Bien sûr, aujourd’hui, Jacques se souvient comme nous de tous ces gestes qu’il a faits pour son village (soutenir depuis le début la Fondation Dufresne pour les enfants, aide à toutes les causes, participation à tous les défis sportifs et culturels, soutien important au développement du Parc régional…) non sans une certaine nostalgie. Quarante-cinq ans d’engagement quotidien, c’est quelque chose. Quelque chose qui laisse, au milieu d’une famille qui est présente au village de diverses façons, depuis toujours, un certain vide soudain, devant l’immensité du mot retraite. Mais aussi bien, l’homme que je connais n’a pas dit son dernier mot, j’en suis convaincu. C’est le même qui a négocié deux ans durant avec le franchiseur Metro un bail de location de 10 ans pour son immeuble, au milieu du village, pour protéger le service à sa clientèle et assurer à ses employés les plus âgés la possibilité d’atteindre leur retraite à leur tour, en gardant leur emploi jusque-là. Les gens, toujours, en priorité. C’est avec ça qu’on fait des villages, de ceux qui attirent les gens qui aiment les gens.

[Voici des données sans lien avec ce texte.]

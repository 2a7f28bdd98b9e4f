use mechat::app::{AppOptions, ChatApp};
use mechat::settings::SettingsStore;
use mechat::shell::Shell;
use mechat_llm::AssistantClient;
use mechat_storage::{mock_storage, unix_now_seconds};
use tokio::io::BufReader;
use tracing::level_filters::LevelFilter;

/// Application entry point.
///
/// Loads settings, installs logging on stderr so it never interleaves with the
/// transcript, reports any settings problem, then hands stdin/stdout to the shell.
#[tokio::main]
async fn main() {
    let settings_store = SettingsStore::load();
    let settings = settings_store.settings().clone();

    let (max_level, level_error) = match settings.log_filter() {
        Ok(filter) => (filter, None),
        Err(err) => (LevelFilter::INFO, Some(err)),
    };
    tracing_subscriber::fmt()
        .with_max_level(max_level)
        .with_writer(std::io::stderr)
        .init();
    if let Some(err) = settings_store.load_error() {
        tracing::warn!(
            path = %settings_store.config_path().display(),
            error = %err,
            "failed to load settings; using defaults"
        );
    } else if !settings_store.file_exists() {
        tracing::info!(
            path = %settings_store.config_path().display(),
            "settings file not found; using defaults"
        );
    }
    if let Some(err) = level_error {
        tracing::warn!(error = %err, "falling back to info logging");
    }
    tracing::info!(
        config_path = %settings_store.config_path().display(),
        provider_id = %settings.provider_id,
        "settings loaded"
    );

    let assistant = AssistantClient::from_config(
        settings.to_provider_config(),
        settings.model.clone(),
        settings.session_policy(),
    );

    let (app, events) = ChatApp::new(
        Box::new(mock_storage(unix_now_seconds())),
        assistant,
        AppOptions::from(&settings),
    );

    let mut shell = Shell::new(app, settings);
    if let Err(err) = shell
        .run(events, BufReader::new(tokio::io::stdin()), tokio::io::stdout())
        .await
    {
        tracing::error!(error = %err, "shell exited with an error");
        std::process::exit(1);
    }
}
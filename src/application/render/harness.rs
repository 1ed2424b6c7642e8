use std::fs::File;
use std::io::{self, Read, Write};
use std::path::{Path, PathBuf};

use sha2::{Digest, Sha256};
use tempfile::NamedTempFile;
use thiserror::Error;
use tokio::fs;
use uuid::Uuid;

const COPY_BUFFER_BYTES: usize = 64 * 1024;

/// Per-job scratch directory at `<root>/<job_id>`, exclusively owned by one worker task.
#[derive(Debug, Clone)]
pub struct Workspace {
    dir: PathBuf,
}

impl Workspace {
    pub fn path_for(root: &Path, job_id: Uuid) -> PathBuf {
        root.join(job_id.to_string())
    }

    pub async fn create(root: &Path, job_id: Uuid) -> io::Result<Self> {
        let dir = Self::path_for(root, job_id);
        fs::create_dir_all(&dir).await?;
        Ok(Self { dir })
    }

    pub fn path(&self) -> &Path {
        &self.dir
    }

    pub fn file(&self, name: &str) -> PathBuf {
        self.dir.join(name)
    }

    /// Delete everything inside the workspace but keep the directory.
    pub async fn clear(&self) -> io::Result<()> {
        let mut entries = fs::read_dir(&self.dir).await?;
        while let Some(entry) = entries.next_entry().await? {
            let path = entry.path();
            if entry.file_type().await?.is_dir() {
                fs::remove_dir_all(&path).await?;
            } else {
                fs::remove_file(&path).await?;
            }
        }
        Ok(())
    }

    /// Remove the workspace of `job_id` under `root`. Already gone counts as success.
    pub async fn discard(root: &Path, job_id: Uuid) -> io::Result<()> {
        match fs::remove_dir_all(Self::path_for(root, job_id)).await {
            Err(err) if err.kind() != io::ErrorKind::NotFound => Err(err),
            _ => Ok(()),
        }
    }
}

#[derive(Debug, Error)]
pub enum PublishError {
    #[error("invalid artifact name `{0}`")]
    InvalidName(String),
    #[error("failed to stage artifact: {0}")]
    Io(#[from] io::Error),
    #[error("failed to move artifact into place: {0}")]
    Persist(#[from] tempfile::PersistError),
    #[error("publish task failed: {0}")]
    Join(String),
}

#[derive(Debug, Clone, PartialEq, Eq)]
pub struct PublishedArtifact {
    pub path: PathBuf,
    pub bytes: u64,
    pub sha256: String,
}

/// Copy `source` to `<output_dir>/<file_name>` so readers only ever see the complete file.
///
/// The bytes go to a temp file in `output_dir`, are synced to disk and then renamed over
/// the final name. On any failure the temp file is deleted and nothing is published.
pub async fn publish_atomically(
    source: &Path,
    output_dir: &Path,
    file_name: &str,
) -> Result<PublishedArtifact, PublishError> {
    if file_name.is_empty() || file_name.contains(['/', '\\']) || file_name.starts_with('.') {
        return Err(PublishError::InvalidName(file_name.to_string()));
    }

    let source = source.to_path_buf();
    let output_dir = output_dir.to_path_buf();
    let file_name = file_name.to_string();

    tokio::task::spawn_blocking(move || publish_blocking(&source, &output_dir, &file_name))
        .await
        .map_err(|err| PublishError::Join(err.to_string()))?
}

fn publish_blocking(
    source: &Path,
    output_dir: &Path,
    file_name: &str,
) -> Result<PublishedArtifact, PublishError> {
    std::fs::create_dir_all(output_dir)?;

    let mut input = File::open(source)?;
    // Dropping `staged` on an early return deletes it.
    let mut staged = NamedTempFile::new_in(output_dir)?;
    let mut hasher = Sha256::new();
    let mut buffer = vec![0u8; COPY_BUFFER_BYTES];
    let mut bytes: u64 = 0;

    loop {
        let read = input.read(&mut buffer)?;
        if read == 0 {
            break;
        }
        staged.write_all(&buffer[..read])?;
        hasher.update(&buffer[..read]);
        bytes += read as u64;
    }

    staged.flush()?;
    staged.as_file().sync_all()?;

    let path = output_dir.join(file_name);
    staged.persist(&path)?;
    sync_directory(output_dir);

    Ok(PublishedArtifact {
        path,
        bytes,
        sha256: hex::encode(hasher.finalize()),
    })
}

#[cfg(unix)]
fn sync_directory(dir: &Path) {
    if let Err(err) = File::open(dir).and_then(|handle| handle.sync_all()) {
        tracing::debug!(
            target = "render_lease::render",
            dir = %dir.display(),
            error = %err,
            "Directory sync after publish failed"
        );
    }
}

#[cfg(not(unix))]
fn sync_directory(_dir: &Path) {}
//! Idle-poll backoff with additive jitter.

use std::time::Duration;

use rand::Rng;

/// `base * factor^attempt`, plus up to the same amount again of jitter, capped at `max`.
///
/// `jitter` is a uniform sample from `[0, 1)`; the result never drops below the unjittered
/// delay, so workers that start together drift apart instead of synchronising.
pub fn backoff_delay(
    base: Duration,
    factor: f64,
    attempt: u32,
    jitter: f64,
    max: Duration,
) -> Duration {
    let exponent = i32::try_from(attempt).unwrap_or(i32::MAX);
    let delay_ms = base.as_millis() as f64 * factor.max(1.0).powi(exponent);
    let jittered_ms = delay_ms + jitter.clamp(0.0, 1.0) * delay_ms;
    let capped_ms = jittered_ms.min(max.as_millis() as f64);
    Duration::from_millis(capped_ms.max(0.0) as u64)
}

#[derive(Debug, Clone)]
pub struct Backoff {
    base: Duration,
    factor: f64,
    max: Duration,
    attempt: u32,
}

impl Backoff {
    pub fn new(base: Duration, factor: f64, max: Duration) -> Self {
        Self {
            base,
            factor,
            max,
            attempt: 0,
        }
    }

    pub fn attempt(&self) -> u32 {
        self.attempt
    }

    /// Delay for the current idle streak; advances the streak.
    pub fn next_delay(&mut self) -> Duration {
        let jitter = rand::thread_rng().gen_range(0.0..1.0);
        let delay = backoff_delay(self.base, self.factor, self.attempt, jitter, self.max);
        self.attempt = self.attempt.saturating_add(1);
        delay
    }

    pub fn reset(&mut self) {
        self.attempt = 0;
    }
}

#[cfg(test)]
mod tests {
    use super::*;

    const MAX: Duration = Duration::from_secs(3600);

    #[test]
    fn delay_grows_geometrically_with_additive_jitter() {
        let base = Duration::from_millis(1000);
        assert_eq!(backoff_delay(base, 2.0, 0, 0.0, MAX), Duration::from_secs(1));
        assert_eq!(backoff_delay(base, 2.0, 1, 0.5, MAX), Duration::from_secs(3));
        assert_eq!(backoff_delay(base, 2.0, 2, 1.0, MAX), Duration::from_secs(8));
    }

    #[test]
    fn delay_is_capped() {
        let delay = backoff_delay(
            Duration::from_millis(1000),
            2.0,
            20,
            0.9,
            Duration::from_secs(30),
        );
        assert_eq!(delay, Duration::from_secs(30));
    }

    #[test]
    fn jitter_never_shortens_the_base_delay() {
        let mut backoff = Backoff::new(Duration::from_millis(100), 2.0, MAX);
        for attempt in 0..5u32 {
            let floor = Duration::from_millis(100 * 2u64.pow(attempt));
            let delay = backoff.next_delay();
            assert!(delay >= floor, "attempt {attempt}: {delay:?} < {floor:?}");
            assert!(delay <= floor * 2);
        }
        backoff.reset();
        assert_eq!(backoff.attempt(), 0);
    }
}
use std::sync::Arc;

use axum::{
    Router,
    body::{Body, to_bytes},
    http::{Method, Request, StatusCode, header},
};
use serde_json::{Value, json};
use tower::ServiceExt;
use uuid::Uuid;

use render_lease::application::coordinator::{CoordinatorConfig, LeaseCoordinator};
use render_lease::application::repos::NewRenderJob;
use render_lease::infra::http::{CoordinatorState, REQUEST_ID_HEADER, build_router};
use render_lease::infra::memory::MemoryJobStore;

struct Harness {
    router: Router,
    coordinator: Arc<LeaseCoordinator>,
}

fn harness(auth_token: Option<&str>) -> Harness {
    let coordinator = Arc::new(LeaseCoordinator::new(
        Arc::new(MemoryJobStore::new()),
        CoordinatorConfig::default(),
    ));
    let state = CoordinatorState::new(coordinator.clone())
        .with_auth_token(auth_token.map(str::to_string));
    Harness {
        router: build_router(state),
        coordinator,
    }
}

impl Harness {
    async fn send(&self, method: Method, uri: &str, body: Option<Value>) -> (StatusCode, Value) {
        self.send_with(method, uri, body, None).await
    }

    async fn send_with(
        &self,
        method: Method,
        uri: &str,
        body: Option<Value>,
        bearer: Option<&str>,
    ) -> (StatusCode, Value) {
        let mut builder = Request::builder().method(method).uri(uri);
        if let Some(token) = bearer {
            builder = builder.header(header::AUTHORIZATION, format!("Bearer {token}"));
        }
        let request = match body {
            Some(body) => builder
                .header(header::CONTENT_TYPE, "application/json")
                .body(Body::from(body.to_string())),
            None => builder.body(Body::empty()),
        }
        .expect("request should build");

        let response = self
            .router
            .clone()
            .oneshot(request)
            .await
            .expect("router should respond");
        let status = response.status();
        let bytes = to_bytes(response.into_body(), usize::MAX)
            .await
            .expect("body should read");
        let value = if bytes.is_empty() {
            Value::Null
        } else {
            serde_json::from_slice(&bytes).unwrap_or(Value::Null)
        };
        (status, value)
    }

    async fn queued(&self) -> Uuid {
        self.coordinator
            .enqueue(NewRenderJob::render_part(json!({ "scene": "intro" })))
            .await
            .expect("enqueue")
            .id
    }
}

#[tokio::test]
async fn enqueue_then_list_and_get() {
    let h = harness(None);

    let (status, created) = h
        .send(
            Method::POST,
            "/render-jobs",
            Some(json!({ "payload": { "scene": "outro" } })),
        )
        .await;
    assert_eq!(status, StatusCode::CREATED);
    assert_eq!(created["status"], "queued");
    assert_eq!(created["kind"], "render_part");
    assert!(created.get("lease_token").is_none());

    let (status, listed) = h.send(Method::GET, "/render-jobs?limit=10", None).await;
    assert_eq!(status, StatusCode::OK);
    let listed = listed.as_array().expect("array");
    assert_eq!(listed.len(), 1);
    assert_eq!(listed[0]["id"], created["id"]);

    let id = created["id"].as_str().expect("id");
    let (status, fetched) = h.send(Method::GET, &format!("/render-jobs/{id}"), None).await;
    assert_eq!(status, StatusCode::OK);
    assert_eq!(fetched["payload"]["scene"], "outro");
}

#[tokio::test]
async fn claim_returns_lease_then_conflicts() {
    let h = harness(None);
    let id = h.queued().await;

    let (status, grant) = h
        .send(
            Method::POST,
            &format!("/render-jobs/{id}/claim"),
            Some(json!({ "lease_seconds": 45 })),
        )
        .await;
    assert_eq!(status, StatusCode::OK);
    assert!(grant["lease_expires_at"].is_string());
    assert!(grant["lease_token"].is_string());
    assert_eq!(grant["lease_seconds"], 45);

    let (status, body) = h
        .send(Method::POST, &format!("/render-jobs/{id}/claim"), None)
        .await;
    assert_eq!(status, StatusCode::CONFLICT);
    assert_eq!(body["error"]["code"], "conflict");
}

#[tokio::test]
async fn claim_without_body_uses_default_lease() {
    let h = harness(None);
    let id = h.queued().await;

    let (status, grant) = h
        .send(Method::POST, &format!("/render-jobs/{id}/claim"), None)
        .await;
    assert_eq!(status, StatusCode::OK);
    assert_eq!(grant["lease_seconds"], 180);
}

#[tokio::test]
async fn unknown_job_is_not_found() {
    let h = harness(None);
    let id = Uuid::new_v4();

    for path in [
        format!("/render-jobs/{id}/claim"),
        format!("/render-jobs/{id}/heartbeat"),
    ] {
        let (status, body) = h.send(Method::POST, &path, None).await;
        assert_eq!(status, StatusCode::NOT_FOUND, "{path}");
        assert_eq!(body["error"]["code"], "not_found");
    }

    let (status, _) = h
        .send(
            Method::POST,
            &format!("/render-jobs/{id}/status"),
            Some(json!({ "status": "rendering" })),
        )
        .await;
    assert_eq!(status, StatusCode::NOT_FOUND);
}

#[tokio::test]
async fn heartbeat_on_queued_job_conflicts() {
    let h = harness(None);
    let id = h.queued().await;

    let (status, body) = h
        .send(Method::POST, &format!("/render-jobs/{id}/heartbeat"), None)
        .await;
    assert_eq!(status, StatusCode::CONFLICT);
    assert_eq!(body["error"]["code"], "conflict");
}

#[tokio::test]
async fn stale_token_is_gone() {
    let h = harness(None);
    let id = h.queued().await;
    h.send(Method::POST, &format!("/render-jobs/{id}/claim"), None)
        .await;

    let (status, body) = h
        .send(
            Method::POST,
            &format!("/render-jobs/{id}/heartbeat"),
            Some(json!({ "lease_token": Uuid::new_v4() })),
        )
        .await;
    assert_eq!(status, StatusCode::GONE);
    assert_eq!(body["error"]["code"], "lease_lost");
}

#[tokio::test]
async fn status_walks_the_transition_table() {
    let h = harness(None);
    let id = h.queued().await;
    let (_, grant) = h
        .send(Method::POST, &format!("/render-jobs/{id}/claim"), None)
        .await;
    let token = grant["lease_token"].clone();
    let status_path = format!("/render-jobs/{id}/status");

    let (status, _) = h
        .send(
            Method::POST,
            &status_path,
            Some(json!({ "status": "rendered", "lease_token": token })),
        )
        .await;
    assert_eq!(status, StatusCode::CONFLICT);

    let (status, job) = h
        .send(
            Method::POST,
            &status_path,
            Some(json!({ "status": "rendering", "lease_token": token })),
        )
        .await;
    assert_eq!(status, StatusCode::OK);
    assert_eq!(job["status"], "rendering");

    let (status, heartbeat) = h
        .send(
            Method::POST,
            &format!("/render-jobs/{id}/heartbeat"),
            Some(json!({ "lease_token": token })),
        )
        .await;
    assert_eq!(status, StatusCode::OK);
    assert!(heartbeat["lease_expires_at"].is_string());

    let (status, job) = h
        .send(
            Method::POST,
            &status_path,
            Some(json!({
                "status": "rendered",
                "lease_token": token,
                "artifact_path": "output/videos/x.mp4",
                "bytes": 10,
                "duration_ms": 1200,
                "sha256": "00",
            })),
        )
        .await;
    assert_eq!(status, StatusCode::OK);
    assert_eq!(job["status"], "rendered");
    assert_eq!(job["lease_expires_at"], Value::Null);
    assert_eq!(job["result"]["duration_ms"], 1200);
}

#[tokio::test]
async fn error_fields_outside_errored_are_bad_requests() {
    let h = harness(None);
    let id = h.queued().await;
    h.send(Method::POST, &format!("/render-jobs/{id}/claim"), None)
        .await;

    let (status, body) = h
        .send(
            Method::POST,
            &format!("/render-jobs/{id}/status"),
            Some(json!({ "status": "rendering", "error_message": "nope" })),
        )
        .await;
    assert_eq!(status, StatusCode::BAD_REQUEST);
    assert_eq!(body["error"]["code"], "bad_request");
}

#[tokio::test]
async fn bearer_token_guards_job_routes() {
    let h = harness(Some("s3cret"));
    let id = h.queued().await;
    let claim = format!("/render-jobs/{id}/claim");

    let (status, body) = h.send(Method::GET, "/render-jobs", None).await;
    assert_eq!(status, StatusCode::UNAUTHORIZED);
    assert_eq!(body["error"]["code"], "unauthorized");

    let (status, _) = h
        .send_with(Method::POST, &claim, None, Some("wrong"))
        .await;
    assert_eq!(status, StatusCode::UNAUTHORIZED);

    let (status, _) = h
        .send_with(Method::POST, &claim, None, Some("s3cret"))
        .await;
    assert_eq!(status, StatusCode::OK);

    let (status, _) = h.send(Method::GET, "/healthz", None).await;
    assert_eq!(status, StatusCode::NO_CONTENT);
}

#[tokio::test]
async fn healthz_reports_store_health() {
    let h = harness(None);
    let (status, body) = h.send(Method::GET, "/healthz", None).await;
    assert_eq!(status, StatusCode::NO_CONTENT);
    assert_eq!(body, Value::Null);
}

#[tokio::test]
async fn every_response_carries_a_request_id() {
    let h = harness(None);
    let id = h.queued().await;

    let mut seen = Vec::new();
    for uri in [
        "/healthz".to_string(),
        format!("/render-jobs/{id}/heartbeat"),
        format!("/render-jobs/{}/claim", Uuid::new_v4()),
    ] {
        let request = Request::builder()
            .method(if uri == "/healthz" { Method::GET } else { Method::POST })
            .uri(&uri)
            .body(Body::empty())
            .expect("request should build");
        let response = h.router.clone().oneshot(request).await.expect("respond");
        let id = response
            .headers()
            .get(REQUEST_ID_HEADER)
            .and_then(|value| value.to_str().ok())
            .and_then(|value| Uuid::parse_str(value).ok())
            .expect("request id header");
        seen.push(id);
    }

    seen.dedup();
    assert_eq!(seen.len(), 3, "request ids are unique per request");
}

Jacques Dufresne n’a jamais cessé de travailler au bien-être de ses concitoyens, de mille et une façons, et beaucoup de gens d’ici peuvent en témoigner. Il y a gros à parier que sa retraite n’est qu’un recul pour mieux sauter… dans de nouveaux projets d’avenir. Laissons-lui le temps de mijoter sa prochaine carrière.